Maurice Merleau-Ponty fait une autre interprétation du courage du résistant qui, même dans l’isolement, trouve dans la communauté de solidarité un soutien:
“On torture un homme pour le faire parler. S'il refuse de donner les noms et les adresses qu'on veut lui arracher, ce n'est pas par une décision solitaire et sans appuis; il se sentait encore avec ses camarades, et, encore engagé dans la lutte commune, il était comme incapable de parler ; ou bien, depuis des mois ou des années, il a affronté en pensée cette épreuve et misé toute sa vie sur elle ; ou enfin, il veut prouver en la surmontant ce qu'il a toujours pensé et dit de la liberté. Ces motifs n'annulent pas la liberté, ils font du moins qu'elle ne soit pas sans étais dans l'être” (Phénoménologie de la perception).
Les lanceurs d’alerte
Le lanceur d’alerte représente aujourd’hui un autre type de figure de rebelle. Celui-ci peut être défini comme “Toute personne ou groupe qui rompt le silence pour signaler, dévoiler ou dénoncer des faits, passés, actuels ou à venir, de nature à violer un cadre légal ou réglementaire ou entrant en conflit avec le bien commun ou l’intérêt général” (http://www.dicopart.fr/fr/dico/lanceur-dalerte ).
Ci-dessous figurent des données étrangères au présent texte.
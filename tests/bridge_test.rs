/// Integration tests for the tiledd bridge.
/// Spins up a real daemon on a free port and drives it over WebSocket.
use std::io::{Read as _, Write as _};
use std::net::TcpStream;
use std::sync::Arc;

use futures_util::{SinkExt, StreamExt};
use serde_json::{json, Value};
use tokio_tungstenite::{connect_async, tungstenite::Message, MaybeTlsStream, WebSocketStream};
use uuid::Uuid;

use tiledd::config::DaemonConfig;
use tiledd::store::session::RemoteSession;
use tiledd::store::StoreAdapter;
use tiledd::worker::dylib::DylibArtifactLoader;
use tiledd::worker::BuildWorker;
use tiledd::AppContext;

type WsClient = WebSocketStream<MaybeTlsStream<tokio::net::TcpStream>>;

/// Start a daemon on a random port and return the WebSocket URL.
async fn start_test_daemon() -> (String, Arc<AppContext>) {
    let data_dir = tempfile::tempdir().unwrap().keep();
    let artifacts_dir = data_dir.join("artifacts");
    std::fs::create_dir_all(&artifacts_dir).unwrap();
    let port = get_free_port();

    let config = Arc::new(DaemonConfig::new(
        Some(port),
        Some(data_dir.clone()),
        Some(artifacts_dir.clone()),
        Some("warn".to_string()),
        None,
    ));
    let session = RemoteSession::open(&config.data_dir, config.storage.sync_interval_ms)
        .await
        .unwrap();
    let store = StoreAdapter::new(Arc::clone(&session));
    let worker = BuildWorker::spawn(Arc::new(DylibArtifactLoader::new(&artifacts_dir)));

    let ctx = Arc::new(AppContext {
        config,
        session,
        store,
        worker,
        started_at: std::time::Instant::now(),
    });

    let ctx_server = ctx.clone();
    tokio::spawn(async move {
        tiledd::ipc::run(ctx_server).await.ok();
    });

    // Give server a moment to bind
    tokio::time::sleep(std::time::Duration::from_millis(50)).await;

    let url = format!("ws://127.0.0.1:{}", ctx.config.port);
    (url, ctx)
}

fn get_free_port() -> u16 {
    let listener = std::net::TcpListener::bind("127.0.0.1:0").unwrap();
    listener.local_addr().unwrap().port()
}

async fn ws_connect(url: &str) -> WsClient {
    let (ws, _) = connect_async(url).await.expect("ws connect failed");
    ws
}

/// Send one storage RPC and read frames until the reply with our id
/// arrives (lifecycle events interleave freely and are skipped).
async fn ws_rpc(ws: &mut WsClient, method: &str, params: Value) -> Value {
    let id = Value::String(Uuid::new_v4().to_string());
    let request = json!({ "method": method, "params": params, "id": id.clone() });
    ws.send(Message::Text(serde_json::to_string(&request).unwrap()))
        .await
        .unwrap();

    loop {
        let msg = ws.next().await.unwrap().unwrap();
        if let Message::Text(text) = msg {
            let v: Value = serde_json::from_str(&text).unwrap();
            if v.get("id") == Some(&id) {
                return v;
            }
        }
    }
}

/// Read frames until one with the given id arrives.
async fn ws_wait_for(ws: &mut WsClient, id: &Value) -> Value {
    loop {
        let msg = ws.next().await.unwrap().unwrap();
        if let Message::Text(text) = msg {
            let v: Value = serde_json::from_str(&text).unwrap();
            if v.get("id") == Some(id) || v.get("run") == Some(id) {
                return v;
            }
        }
    }
}

#[tokio::test(flavor = "multi_thread")]
async fn test_health_endpoint() {
    let (url, ctx) = start_test_daemon().await;
    let addr = url.trim_start_matches("ws://").to_string();

    let mut stream = TcpStream::connect(&addr).unwrap();
    stream
        .write_all(b"GET /health HTTP/1.1\r\nHost: localhost\r\n\r\n")
        .unwrap();
    let mut response = String::new();
    stream.read_to_string(&mut response).unwrap();

    assert!(response.starts_with("HTTP/1.1 200 OK"));
    let body = response.split("\r\n\r\n").nth(1).unwrap();
    let v: Value = serde_json::from_str(body).unwrap();
    assert_eq!(v["status"], "ok");
    assert_eq!(v["port"], ctx.config.port);
    assert_eq!(v["activeBuilds"], 0);
}

#[tokio::test]
async fn test_get_config_writes_default_through() {
    let (url, _ctx) = start_test_daemon().await;
    let mut ws = ws_connect(&url).await;

    let first = ws_rpc(&mut ws, "getConfig", json!([{ "file": "hello.json" }])).await;
    assert_eq!(first["data"], json!({ "file": "hello.json" }));

    // The stored value wins over a later, different default.
    let second = ws_rpc(&mut ws, "getConfig", json!([{ "file": "other.json" }])).await;
    assert_eq!(second["data"], json!({ "file": "hello.json" }));
}

#[tokio::test]
async fn test_set_config_then_get_config() {
    let (url, _ctx) = start_test_daemon().await;
    let mut ws = ws_connect(&url).await;

    let set = ws_rpc(&mut ws, "setConfig", json!([{ "file": "dungeon.json" }])).await;
    assert_eq!(set["data"], json!({ "file": "dungeon.json" }));

    let got = ws_rpc(&mut ws, "getConfig", json!([{ "file": "default.json" }])).await;
    assert_eq!(got["data"], json!({ "file": "dungeon.json" }));
}

#[tokio::test]
async fn test_store_and_get_file() {
    let (url, _ctx) = start_test_daemon().await;
    let mut ws = ws_connect(&url).await;

    let stored = ws_rpc(
        &mut ws,
        "storeFile",
        json!(["application/json", "demo.json", "{\"layers\":[]}"]),
    )
    .await;
    assert!(stored["data"].is_string(), "revision expected: {stored}");

    let got = ws_rpc(&mut ws, "getFile", json!(["demo.json"])).await;
    assert_eq!(got["data"]["mimeType"], "application/json");
    assert_eq!(got["data"]["body"], "{\"layers\":[]}");

    let listing = ws_rpc(&mut ws, "getFiles", json!([])).await;
    assert!(listing["data"]["private"]["demo.json"].is_string());
    assert_eq!(listing["data"]["public"], json!({}));
}

#[tokio::test]
async fn test_unknown_method_gets_error_reply() {
    let (url, _ctx) = start_test_daemon().await;
    let mut ws = ws_connect(&url).await;

    let reply = ws_rpc(&mut ws, "formatDisk", json!([])).await;
    assert_eq!(reply["error"]["code"], "MethodNotFound");
    assert!(reply.get("data").is_none());
}

#[tokio::test]
async fn test_new_connection_is_greeted_with_session_state() {
    let (url, _ctx) = start_test_daemon().await;
    let mut ws = ws_connect(&url).await;

    // Every fresh connection is told where the session stands before any
    // request is made.
    let mut names = Vec::new();
    while names.len() < 3 {
        let msg = ws.next().await.unwrap().unwrap();
        let Message::Text(text) = msg else { continue };
        let v: Value = serde_json::from_str(&text).unwrap();
        if let Some(name) = v["id"].as_str() {
            names.push(name.to_string());
        }
    }
    assert_eq!(names, vec!["features-loaded", "ready", "not-connected"]);
}

#[tokio::test]
async fn test_connect_forwards_lifecycle_events() {
    let (url, _ctx) = start_test_daemon().await;
    let mut ws = ws_connect(&url).await;

    // Events and the RPC reply interleave on one socket, so read raw
    // frames: the reply must arrive, and the three lifecycle events must
    // arrive in emission order.
    let request = json!({ "method": "connect", "params": ["user@storage.example"], "id": "c1" });
    ws.send(Message::Text(request.to_string())).await.unwrap();

    let mut names = Vec::new();
    let mut reply_seen = false;
    while names.len() < 3 || !reply_seen {
        let msg = ws.next().await.unwrap().unwrap();
        let Message::Text(text) = msg else { continue };
        let v: Value = serde_json::from_str(&text).unwrap();
        match v["id"].as_str() {
            Some("c1") => {
                assert_eq!(v["data"], Value::Null);
                reply_seen = true;
            }
            Some(name @ ("connecting" | "authing" | "connected")) => {
                if name == "connected" {
                    assert_eq!(v["data"]["userAddress"], "user@storage.example");
                    assert_eq!(v["data"]["connected"], true);
                }
                names.push(name.to_string());
            }
            _ => {}
        }
    }
    assert_eq!(names, vec!["connecting", "authing", "connected"]);

    let reply = ws_rpc(&mut ws, "disconnect", json!([])).await;
    assert_eq!(reply["data"], Value::Null);
}

#[tokio::test]
async fn test_build_of_missing_artifact_fails_explicitly() {
    let (url, _ctx) = start_test_daemon().await;
    let mut ws = ws_connect(&url).await;

    let run = json!("run-1");
    let submit = json!({ "build": "no-such-artifact", "run": run, "level": { "tiles": [] } });
    ws.send(Message::Text(submit.to_string())).await.unwrap();

    let reply = ws_wait_for(&mut ws, &run).await;
    assert_eq!(reply["run"], run);
    assert_eq!(reply["error"]["code"], "LoadFailure");
}

#[tokio::test]
async fn test_build_failures_are_routed_by_token() {
    let (url, _ctx) = start_test_daemon().await;
    let mut ws = ws_connect(&url).await;

    for token in ["alpha", "beta"] {
        let submit = json!({ "build": "ghost", "run": token, "level": null });
        ws.send(Message::Text(submit.to_string())).await.unwrap();
    }

    let first = ws_wait_for(&mut ws, &json!("alpha")).await;
    assert_eq!(first["error"]["code"], "LoadFailure");
    let second = ws_wait_for(&mut ws, &json!("beta")).await;
    assert_eq!(second["error"]["code"], "LoadFailure");
}

#[tokio::test]
async fn test_two_clients_each_see_session_events() {
    let (url, ctx) = start_test_daemon().await;
    let mut a = ws_connect(&url).await;
    let mut b = ws_connect(&url).await;

    // Nudge both connections into existence before firing.
    let _ = ws_rpc(&mut a, "getFiles", json!([])).await;
    let _ = ws_rpc(&mut b, "getFiles", json!([])).await;

    ctx.session
        .events()
        .emit(tiledd::store::events::EventName::NetworkOffline, json!(null));

    for ws in [&mut a, &mut b] {
        loop {
            let msg = ws.next().await.unwrap().unwrap();
            if let Message::Text(text) = msg {
                let v: Value = serde_json::from_str(&text).unwrap();
                if v["id"] == "network-offline" {
                    break;
                }
            }
        }
    }
}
Le lanceur d’alerte peut se situer en dehors de l’institution qu’il dénonce ou en faire partie (entreprise, armée…). Néanmoins, le lanceur d’alerte - lorsqu’il s’agit d’un individu - est une personne qui a une individualité suffisamment “confiante en elle-même” (Emerson) pour lui permettre de s’opposer à la soumission à l’autorité et au conformisme de groupe.
Mais il ne s’agit pas d’une rébellion individualiste. Il s’agit bien de dénoncer une réalité dont le lanceur d’alerte pense qu’elle porte atteinte au “bien commun”.
Conclusion:
L’existence d’individus capables de s’opposer à la pression de la soumission à l’autorité et au conformisme de groupe constitue un exemple du type de personnalité que peut aider à faire émerger une pédagogie critique. Il ne s’agit pas, au nom des qualités de coopération et de sociabilité, de négliger les capacités des individus à s’affirmer contre la pression du groupe.
Albert Thierry avait écrit dans “L’action directe en pédagogie”:
“Jadis je croyais qu’il fallait faire d’eux des hommes. Mais cette tâche est bien au-dessus du pouvoir d’un maître. (Tant mieux, d’ailleurs.) Je me consolerais si j’en faisais seulement des domestiques critiques. Par exemple (il y en a d’autres), des fonctionnaires syndicalistes”.
En écrivant cela, il pose la question d’une des finalités d’un enseignement critique. Il ne s’agit pas de faire des élèves des individus inadaptés aux réalités sociales. Mais au moins, l’on peut espérer qu’ils soient en capacité de faire preuve d’une résistance critique lorsque cela s’avère nécessaire.
Annexe: Sur les lanceurs d’alerte:
Whistleblowers - Du côté des anges (une conception du lanceur d’alerte qui montre également les ambiguïtés idéologiques de cette figure, en particulier religieuse)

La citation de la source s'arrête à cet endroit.